As promised here I am with updates from Day 2 & 3 of HIMSS’21. But before I start with my curated panel commentary for you, some grapevine and titbits ….
My networking experience
One reason why folks love (or hate) HIMSS is the opportunity to cement your existing relationship and build new ones. And in a relaxed semi-casual environment. Trust me the pseudo-festive mood is a big catalyst for business conversations.
For me it was a good experience. It was great to schedule meetings with clients and fellow attendees on the sidelines of HIMSS. That in itself is money’s worth. But this experience is not the same thing as a physical conference. The warmth of a HIMSS floor meeting can never be replicated on zoom calls. Never !
Almost everybody new I talked with is embarking on some kind of digital initiative. To be fair, this was happening before pandemic too. In fact since ARRA days healthcare has been going through one digital push or other. But the pandemic did bring in a sense of urgency from hospitals to wholeheartedly embrace digital innovation. In the subsequent sections, I’ll talk about an example of commitment from one of health systems.
How did Vegas HIMSS do ?
Well, as per the feedback from those who attended HIMSS, attendance on Day 2 was much lesser and Day 3 even more so. I guess, it is due to a mix of multiple issues – Covid anxiety, dropout by bluechips, junior folks at booths, easier time exploring due to less crowds and so on
How did HIMSS digital behave ?
It was mostly good. But there were times when the video would need to buffer. Even the session replays. C’mon guys this is 2021 and you have a global audience. Get a good CDN! A few times the player died after pausing. But overall I would still rate it a good experience.
Now with all the small talk over. Lets dive in to some sessions. PFB a curated list of session feedback. I have tried to add my feedback as well
Visionary Keynote: Composing a Digital Health Symphony for 2030
I really liked this keynote. Angela Yochem from Novant Health, talked about how her health systems is embracing digital transformation. Here is why like it.
Have you heard about pilot hell in healthcare ? Basically a startup comes up with an innovation and a hospital agrees to give it a shot. The hospital often is not prepared. It could be in terms of IT infra or personnel bandwidth or change management process or many other things. Meanwhile, the startup keeps investing with chances of success progressively dimming. Startups without deep pockets, which often most are, get burned out. And the hospital (and the industry) lose out on a cool innovation.
I think what Angela and her team are doing at Novant is the path forward to avoid pilot hell.
What impressed me is their structured and rigorous approach to engage with digital innovators. She has essentially shown the industry path forward to avoid pilot hell. Here are some key takeaways:
- Rigorous preparation and foundational capabilities is key to dealing with unexpected
- Innovation is the result of continuous work
- Strategy to embrace innovation: scout, experiment and flex
- Scout : setup tech scout capability to continually evaluate technology solutions not just from vendors but from teams within
- Experiment : eliminate red tape for experiments. Reduce overhead and roadblocks for innovators to try. Cut the notorious healthcare sales cycle. focus only on things that matter.
- Flex : once you experiment. Change course and scale. Have the right process and change management framework.

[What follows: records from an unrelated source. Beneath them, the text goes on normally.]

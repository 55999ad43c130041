//! Execute a snippet with the simulation backend.

use anyhow::{bail, Context, Result};
use serde::Serialize;
use std::path::Path;
use std::time::Duration;
use tessera_runtime::{simulate, ErrorKind, Runtime, SimulationOptions};
use tessera_types::SideEffect;

use super::{load_config, HandlerArgs};

#[derive(Serialize)]
struct SimulationReport {
    value: serde_json::Value,
    side_effects: Vec<SideEffect>,
    #[serde(skip_serializing_if = "Option::is_none")]
    error: Option<ReportedError>,
    elapsed_ms: u64,
}

#[derive(Serialize)]
struct ReportedError {
    kind: ErrorKind,
    message: String,
}

pub fn simulate_handler(
    config_path: &Path,
    args: &HandlerArgs,
    timeout_ms: Option<u64>,
    json: bool,
) -> Result<()> {
    let config = load_config(config_path)?;
    let mut options = SimulationOptions::from_config(&config.simulation);
    if let Some(ms) = timeout_ms {
        options.timeout = Some(Duration::from_millis(ms));
    }
    let runtime = Runtime::new(config).context("Invalid configuration")?;
    let request = args.request(&runtime)?;
    let source = request.code.clone();

    let outcome = simulate(runtime.root(), request, &options);
    let report = SimulationReport {
        value: outcome.value.to_json(),
        side_effects: outcome.side_effects,
        error: outcome.error.as_ref().map(|error| ReportedError {
            kind: error.kind(),
            message: error.render(&source),
        }),
        elapsed_ms: outcome.elapsed.as_millis() as u64,
    };

    if json {
        println!("{}", serde_json::to_string_pretty(&report)?);
    } else {
        println!("Result: {}", outcome.value.to_display_string());
        println!(
            "Side effects: {} ({}ms)",
            report.side_effects.len(),
            report.elapsed_ms
        );
        for effect in &report.side_effects {
            let component = effect
                .component_id
                .as_ref()
                .map(|id| format!(" [{}]", id))
                .unwrap_or_default();
            println!(
                "- {}{} {}",
                effect.kind,
                component,
                serde_json::Value::Array(effect.args.clone())
            );
        }
        if let Some(error) = &report.error {
            println!("error: {}", error.message);
        }
    }

    if let Some(error) = outcome.error {
        bail!("Simulation rejected the snippet ({:?})", error.kind());
    }
    Ok(())
}
#[cfg(test)]
mod tests {
    use super::*;
    use tessera_types::PropertyValue;

    fn counter(bus: &EventBus, topic: &str) -> Rc<Cell<usize>> {
        let count = Rc::new(Cell::new(0));
        let sink = Rc::clone(&count);
        bus.on(topic, move |_, _| sink.set(sink.get() + 1));
        count
    }

    #[test]
    fn test_root_variables_are_global() {
        let runtime = Runtime::default();
        let root = runtime.root();
        root.set_variable("theme", &Value::from("dark")).unwrap();
        assert_eq!(runtime.globals().get("theme"), Value::from("dark"));
        root.set_variable("local.size", &Value::from(3.0)).unwrap();
        assert_eq!(root.get_variable("global.size", None), Value::from(3.0));
        root.publish("theme").unwrap();
    }

    #[test]
    fn test_variable_dependents_refresh_once() {
        let runtime = Runtime::default();
        let root = runtime.root();
        let label = ComponentId::new("label");
        let refreshes = counter(runtime.bus(), "refresh:label");

        root.get_variable("count", Some(&label));
        root.set_variable("count", &Value::from(1.0)).unwrap();
        root.set_variable("count", &Value::from(1.0)).unwrap();
        runtime.bus().flush();
        assert_eq!(refreshes.get(), 1);
    }

    #[test]
    fn test_component_value_merges_instance_over_declared() {
        let runtime = Runtime::default();
        runtime.load(
            &AppDefinition::new().with_component(
                ComponentElement::new("btn", "Button1", "app")
                    .with_input("text", PropertyValue::literal("Save"))
                    .with_input("label", PropertyValue::handler("$label"))
                    .with_style("color", PropertyValue::literal("red")),
            ),
        );
        let root = runtime.root();
        let id = ComponentId::new("btn");

        assert_eq!(root.component_value(&id, "text", None), Value::from("Save"));
        assert_eq!(root.component_value(&id, "label", None), Value::Undefined);
        assert_eq!(root.component_value(&id, "name", None), Value::from("Button1"));

        root.set_component_value(&id, "text", &Value::from("Saving")).unwrap();
        assert_eq!(root.component_value(&id, "text", None), Value::from("Saving"));

        root.set_style(&id, "width", &Value::from(10.0)).unwrap();
        assert_eq!(
            root.component_value(&id, "style", None).to_json(),
            json!({"color": "red", "width": 10})
        );
    }

    #[test]
    fn test_disconnect_clears_dependencies_and_errors() {
        let runtime = Runtime::default();
        let root = runtime.root();
        let label = ComponentId::new("label");
        root.get_variable("count", Some(&label));
        root.record_handler_error(
            &label,
            HandlerScope::Input,
            "$count.x.y",
            &HandlerError::UnknownVariable("count".to_string()),
        );
        assert_eq!(root.error_count(), 1);

        root.disconnect_component(&label);
        assert_eq!(root.notifier().tracked_keys(), 0);
        assert_eq!(root.error_count(), 0);
    }
}
//! Dependency registry: which components re-resolve when a value changes

use std::collections::{BTreeSet, HashMap};
use std::fmt;
use tessera_types::ComponentId;

/// Something a handler can read and later be notified about
#[derive(Debug, Clone, PartialEq, Eq, Hash)]
pub enum DependencyKey {
    /// A live instance value of a component
    Property { owner: ComponentId, property: String },
    /// A style override of a component
    Style { owner: ComponentId, property: String },
    /// A `$`-variable, regardless of tier
    Variable(String),
}

impl DependencyKey {
    pub fn property(owner: &ComponentId, property: &str) -> Self {
        DependencyKey::Property {
            owner: owner.clone(),
            property: property.to_string(),
        }
    }

    pub fn style(owner: &ComponentId, property: &str) -> Self {
        DependencyKey::Style {
            owner: owner.clone(),
            property: property.to_string(),
        }
    }

    pub fn variable(name: &str) -> Self {
        DependencyKey::Variable(name.to_string())
    }

    fn owner(&self) -> Option<&ComponentId> {
        match self {
            DependencyKey::Property { owner, .. } | DependencyKey::Style { owner, .. } => {
                Some(owner)
            }
            DependencyKey::Variable(_) => None,
        }
    }
}

impl fmt::Display for DependencyKey {
    fn fmt(&self, f: &mut fmt::Formatter<'_>) -> fmt::Result {
        match self {
            DependencyKey::Property { owner, property } => write!(f, "{}.{}", owner, property),
            DependencyKey::Style { owner, property } => write!(f, "{}.style.{}", owner, property),
            DependencyKey::Variable(name) => write!(f, "${}", name),
        }
    }
}

#[derive(Debug, Default)]
pub struct ListenerRegistry {
    dependents: HashMap<DependencyKey, BTreeSet<ComponentId>>,
}

impl ListenerRegistry {
    pub fn new() -> Self {
        Self::default()
    }

    /// Record that `reader` depends on `key`; returns true if newly added
    pub fn track(&mut self, key: DependencyKey, reader: &ComponentId) -> bool {
        self.dependents
            .entry(key)
            .or_default()
            .insert(reader.clone())
    }

    /// Components to notify when `key` changes, in id order
    pub fn dependents(&self, key: &DependencyKey) -> Vec<ComponentId> {
        self.dependents
            .get(key)
            .map(|set| set.iter().cloned().collect())
            .unwrap_or_default()
    }

    pub fn is_tracking(&self, key: &DependencyKey, reader: &ComponentId) -> bool {
        self.dependents
            .get(key)
            .is_some_and(|set| set.contains(reader))
    }

    /// Forget `id` both as a dependent and as the owner of tracked values
    pub fn disconnect(&mut self, id: &ComponentId) -> usize {
        let before = self.total();
        self.dependents.retain(|key, readers| {
            readers.remove(id);
            !readers.is_empty() && key.owner() != Some(id)
        });
        before - self.total()
    }

    /// Number of tracked keys
    pub fn len(&self) -> usize {
        self.dependents.len()
    }

    pub fn is_empty(&self) -> bool {
        self.dependents.is_empty()
    }

    /// Number of (key, dependent) pairs
    pub fn total(&self) -> usize {
        self.dependents.values().map(BTreeSet::len).sum()
    }

    pub fn clear(&mut self) {
        self.dependents.clear();
    }
}
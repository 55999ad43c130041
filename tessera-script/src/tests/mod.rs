mod interpreter_tests;
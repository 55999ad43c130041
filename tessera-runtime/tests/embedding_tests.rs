//! Tests that drive the runtime the way an embedding application does

use futures::executor::block_on;
use serde_json::json;
use std::cell::RefCell;
use std::collections::HashMap;
use std::io::Write;
use std::rc::Rc;
use tessera_runtime::{
    execute_handler, execute_ssr_handler, replay, HostBridge, HostCall, IsolationContext,
    RecordingHost, Runtime, RuntimeConfig, SsrOptions,
};
use tessera_script::Value;
use tessera_types::{AppDefinition, ComponentElement, ComponentId, PropertyValue, UserContext};

/// Host that keeps `localStorage` in memory
#[derive(Default)]
struct MemoryStorageHost {
    items: RefCell<HashMap<String, String>>,
}

impl HostBridge for MemoryStorageHost {
    fn call(&self, call: HostCall<'_>) -> Result<Value, String> {
        let key = call
            .args
            .first()
            .map(Value::to_display_string)
            .ok_or_else(|| "missing key".to_string())?;
        match call.operation.name {
            "localStorage.getItem" => Ok(self
                .items
                .borrow()
                .get(&key)
                .map(|v| Value::from(v.as_str()))
                .unwrap_or(Value::Null)),
            "localStorage.setItem" => {
                let value = call
                    .args
                    .get(1)
                    .map(Value::to_display_string)
                    .unwrap_or_default();
                self.items.borrow_mut().insert(key, value);
                Ok(Value::Undefined)
            }
            other => Err(format!("{} is not supported", other)),
        }
    }
}

fn shop() -> AppDefinition {
    AppDefinition::new()
        .with_component(
            ComponentElement::new("cart", "Cart", "shop")
                .with_input("items", PropertyValue::literal(json!([]))),
        )
        .with_component(ComponentElement::new("checkout", "Checkout", "shop"))
}

#[test]
fn test_config_file_drives_runtime() {
    let mut file = tempfile::NamedTempFile::new().unwrap();
    writeln!(
        file,
        "events:\n  batching: false\ncompiler:\n  cache_capacity: 2\nsimulation:\n  timeout_ms: 250"
    )
    .unwrap();

    let config = RuntimeConfig::from_file(file.path()).unwrap();
    assert_eq!(config.compiler.cache_capacity, Some(2));
    let runtime = Runtime::new(config).unwrap();
    assert!(!runtime.bus().batching());

    for n in 0..4 {
        runtime.units().compile(&format!("return {}", n)).unwrap();
    }
    assert_eq!(runtime.units().len(), 2);
}

#[test]
fn test_invalid_pattern_is_rejected() {
    let err = RuntimeConfig::from_yaml_str("events:\n  batched_patterns: ['(']").unwrap_err();
    assert!(err.to_string().contains("Invalid batched topic pattern"));
}

#[test]
fn test_storage_round_trips_through_host() {
    let runtime = Runtime::with_host(Default::default(), Rc::new(MemoryStorageHost::default()))
        .unwrap();
    runtime.load(&shop());
    let checkout = ComponentId::new("checkout");

    execute_handler(
        runtime.root(),
        &checkout,
        "localStorage.setItem('last', event.orderId)",
        Value::from_json(&json!({ "orderId": "A-17" })),
        Value::Undefined,
    )
    .unwrap();
    let completion = execute_handler(
        runtime.root(),
        &checkout,
        "return localStorage.getItem('last')",
        Value::Undefined,
        Value::Undefined,
    )
    .unwrap();
    assert_eq!(completion.ready(), Some(&Value::from("A-17")));

    execute_handler(
        runtime.root(),
        &checkout,
        "navigate('/thanks')",
        Value::Undefined,
        Value::Undefined,
    )
    .unwrap();
    let errors = runtime.root().errors_for(&checkout);
    assert_eq!(errors.len(), 1);
    assert!(errors[0].message.contains("navigate is not supported"));
}

#[test]
fn test_backend_result_feeds_component_state() {
    let host = Rc::new(RecordingHost::new());
    host.respond("runBackendFunction", json!([{ "sku": "x1" }, { "sku": "y2" }]));
    let runtime = Runtime::with_host(Default::default(), host.clone()).unwrap();
    runtime.load(&shop());

    let completion = execute_handler(
        runtime.root(),
        &ComponentId::new("checkout"),
        "const rows = await runBackendFunction('cart.load', { user: 'u1' })
         Cart.items = rows.map(r => r.sku)
         return rows.length",
        Value::Undefined,
        Value::Undefined,
    )
    .unwrap();
    assert_eq!(block_on(completion.resolve()), Value::from(2.0));
    assert_eq!(
        runtime
            .root()
            .component_value(&ComponentId::new("cart"), "items", None)
            .to_json(),
        json!(["x1", "y2"])
    );
    assert_eq!(
        host.calls_to("runBackendFunction")[0].args,
        vec![json!("cart.load"), json!({ "user": "u1" })]
    );
}

#[test]
fn test_ssr_then_hydrate() {
    let host = Rc::new(RecordingHost::new());
    let runtime = Runtime::with_host(Default::default(), host.clone()).unwrap();
    let request = IsolationContext::for_request(
        &runtime,
        "req-42",
        &shop(),
        Some(UserContext::new("u9").with_role("buyer")),
    );

    let outcome = execute_ssr_handler(
        &request,
        Some(&ComponentId::new("cart")),
        "if (hasRole('buyer')) { $greeting = 'Hi ' + getCurrentUser().id; showToast($greeting) }",
        Value::Undefined,
        Value::Undefined,
        &SsrOptions::default(),
    );
    assert!(outcome.error.is_none(), "{:?}", outcome.error);
    assert_eq!(outcome.side_effects.len(), 2);
    assert!(host.calls().is_empty());
    // Recorded writes did not land; reads during the run saw nothing.
    assert!(request.get_variable("greeting", None).is_nullish());

    let hydrated = IsolationContext::create(&runtime, "page-1", &shop());
    let report = block_on(replay(&hydrated, &outcome.side_effects));
    assert_eq!((report.applied, report.forwarded), (1, 1));
    assert!(report.failed.is_empty());
    assert_eq!(hydrated.get_variable("greeting", None), Value::from("Hi u9"));
    assert_eq!(host.calls()[0].context_id.as_ref().map(|c| c.as_str()), Some("page-1"));
}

Session: Reducing Costs with Data-Driven Care Management
This was a good session with panel including a chief nursing officer (Betty Jo Rocchio), a professor (Tej Anand) and a cloud technologist (Wilson To). Particularly with lot of witty quotes from Tej Anand. And there was an interesting conversation of nudge theory in healthcare. Here are some of the key takeaways:
- Healthcare in U.S is complex, inefficient & wasteful but what somebody calls waste is someone else’s revenue
- 50% of increase comes from price and service intensity (per a JAMA study). Basically more services which have become more expensive
- We are not incentivizing people to stay healthy. Often they end up at care delivery centers when they are the sickest
- Often data which can be leveraged to prevent unnecessary services is unstructured or not easily available
- Unfortunately, data available is often not longitudinal, limiting its utility
- Data can be leveraged for personalized health intervention and early disease detection
- We need to understand the difference between consumer and patient. It is about knowledge asymmetry, rights and informed decisions
- We should aim to transform patients to consumers. But healthcare cannot copy consumer models from other industries
- Recommendations and nudges could be tricky. A framework is needed so that ethical issues are sorted out
- There are datasets (including non-healthcare) which can matched together and leveraged for preventable car intervention, change patient behavior
Gitanjali Rao- Scientist and Inventor, Time Magazine’s 2020 'Kid of the Year'
She is 15 years old. And she is already an inventor. And not just one, but a bunch of innovations. The coolest is smartphone connected tool to detect lead in water. But found session interesting because it gave an insight in to an innovators mindset.